-- Assignment --
Repeat exactly, and only, the lines below starting at the line that contains "left behind by" and ending at the line that contains "a source build", inclusive of both.

-- Given entries --
--- START ---
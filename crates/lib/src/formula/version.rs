//! Best-effort version inference from source archive URLs.
//!
//! Formulas that omit an explicit `version` usually encode it in the archive
//! name. The heuristic is deliberately simple and only tuned for the URL
//! shapes seen in practice:
//!
//! - `https://ftp.gnu.org/gnu/autoconf/autoconf-2.69.tar.gz` -> `2.69`
//! - `https://github.com/miloyip/rapidjson/archive/v1.1.0.tar.gz` -> `1.1.0`
//!
//! It is not guaranteed to be correct for arbitrary URLs.

/// Infer a version string from the last path segment of `url`.
///
/// Steps, in order:
/// 1. keep only the text after the final `/`
/// 2. cut everything from the first `.tar`
/// 3. drop a leading run of ASCII letters and `-` (the package name)
/// 4. drop a leading `2-` left behind by names like `libxml2-2.9.7`
pub fn extract_version_from_url(url: &str) -> String {
  let tail = url.rsplit('/').next().unwrap_or(url);

  let stem = match tail.find(".tar") {
    Some(idx) => &tail[..idx],
    None => tail,
  };

  let stem = stem.trim_start_matches(|c: char| c.is_ascii_alphabetic() || c == '-');
  let stem = stem.strip_prefix("2-").unwrap_or(stem);

  stem.to_string()
}
//! wrangle-lib: bottle resolution for formula-based build pipelines
//!
//! This crate provides the pieces used to avoid rebuilding packages that
//! already have a prebuilt bottle:
//! - `formula`: scanning formula definitions into a `FormulaIndex`
//! - `bottle`: canonical bottle filenames and the hosted bottle manifest
//! - `cache` / `fetch`: local cache lookup and bottle downloads
//! - `resolve`: the per-formula cached / downloaded / missing state machine
//! - `fallback`: handing missing formulas to a source build
//! - `audit`: checking declared bottles against a bucket listing

pub mod audit;
pub mod bottle;
pub mod cache;
pub mod consts;
pub mod fallback;
pub mod fetch;
pub mod formula;
pub mod platform;
pub mod resolve;
pub mod util;
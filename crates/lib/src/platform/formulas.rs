//! Per-platform formula manifest.
//!
//! Rows are `<type>,<name>,...`. Only rows whose type is in the caller's tag
//! set are kept. Order is preserved and duplicates are kept: the resolver
//! processes exactly what the manifest lists.

use std::fs;
use std::path::{Path, PathBuf};

use thiserror::Error;
use tracing::info;

use crate::util::csv::{is_skipped, split_row};

#[derive(Debug, Error)]
pub enum FormulasManifestError {
  #[error("failed to read platform formula manifest '{path}': {source}")]
  Read {
    path: PathBuf,
    #[source]
    source: std::io::Error,
  },
}

/// A classified platform manifest row.
#[derive(Debug, Clone, PartialEq, Eq)]
pub enum PlatformRow {
  Formula { kind: String, name: String },
  Ignored,
}

impl PlatformRow {
  pub fn parse(line: &str) -> Self {
    let fields = split_row(line);
    if is_skipped(&fields) {
      return PlatformRow::Ignored;
    }
    let mut fields = fields.into_iter();
    match (fields.next(), fields.next()) {
      (Some(kind), Some(name)) => PlatformRow::Formula { kind, name },
      _ => PlatformRow::Ignored,
    }
  }
}

/// Formula names needed by one platform.
#[derive(Debug, Clone, Default, PartialEq, Eq)]
pub struct NeededFormulas {
  names: Vec<String>,
}

impl NeededFormulas {
  pub fn load<S: AsRef<str>>(path: &Path, types: &[S]) -> Result<Self, FormulasManifestError> {
    let content = fs::read_to_string(path).map_err(|source| FormulasManifestError::Read {
      path: path.to_path_buf(),
      source,
    })?;
    let needed = Self::parse(&content, types);
    info!(path = %path.display(), count = needed.len(), "loaded platform formulas");
    Ok(needed)
  }

  pub fn parse<S: AsRef<str>>(content: &str, types: &[S]) -> Self {
    let names = content
      .lines()
      .filter_map(|line| match PlatformRow::parse(line) {
        PlatformRow::Formula { kind, name } if types.iter().any(|t| t.as_ref() == kind) => Some(name),
        _ => None,
      })
      .collect();
    Self { names }
  }

  pub fn names(&self) -> &[String] {
    &self.names
  }

  pub fn len(&self) -> usize {
    self.names.len()
  }

  pub fn is_empty(&self) -> bool {
    self.names.is_empty()
  }
}

impl<S: Into<String>> FromIterator<S> for NeededFormulas {
  fn from_iter<I: IntoIterator<Item = S>>(iter: I) -> Self {
    Self {
      names: iter.into_iter().map(Into::into).collect(),
    }
  }
}
//! Bottle naming and availability.

pub mod filename;
pub mod manifest;

pub use filename::{FilenameDeriver, FilenameError};
pub use manifest::{AvailabilityIndex, BottleRecord, HostRegistry, ManifestError, ManifestRow};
--- END ---
-- Solution for this task --
/// 4. drop a leading `2-` left behind by names like `libxml2-2.9.7`
pub fn extract_version_from_url(url: &str) -> String {
  let tail = url.rsplit('/').next().unwrap_or(url);

  let stem = match tail.find(".tar") {
    Some(idx) => &tail[..idx],
    None => tail,
  };

  let stem = stem.trim_start_matches(|c: char| c.is_ascii_alphabetic() || c == '-');
  let stem = stem.strip_prefix("2-").unwrap_or(stem);

  stem.to_string()
}
//! wrangle-lib: bottle resolution for formula-based build pipelines
//!
//! This crate provides the pieces used to avoid rebuilding packages that
//! already have a prebuilt bottle:
//! - `formula`: scanning formula definitions into a `FormulaIndex`
//! - `bottle`: canonical bottle filenames and the hosted bottle manifest
//! - `cache` / `fetch`: local cache lookup and bottle downloads
//! - `resolve`: the per-formula cached / downloaded / missing state machine
//! - `fallback`: handing missing formulas to a source build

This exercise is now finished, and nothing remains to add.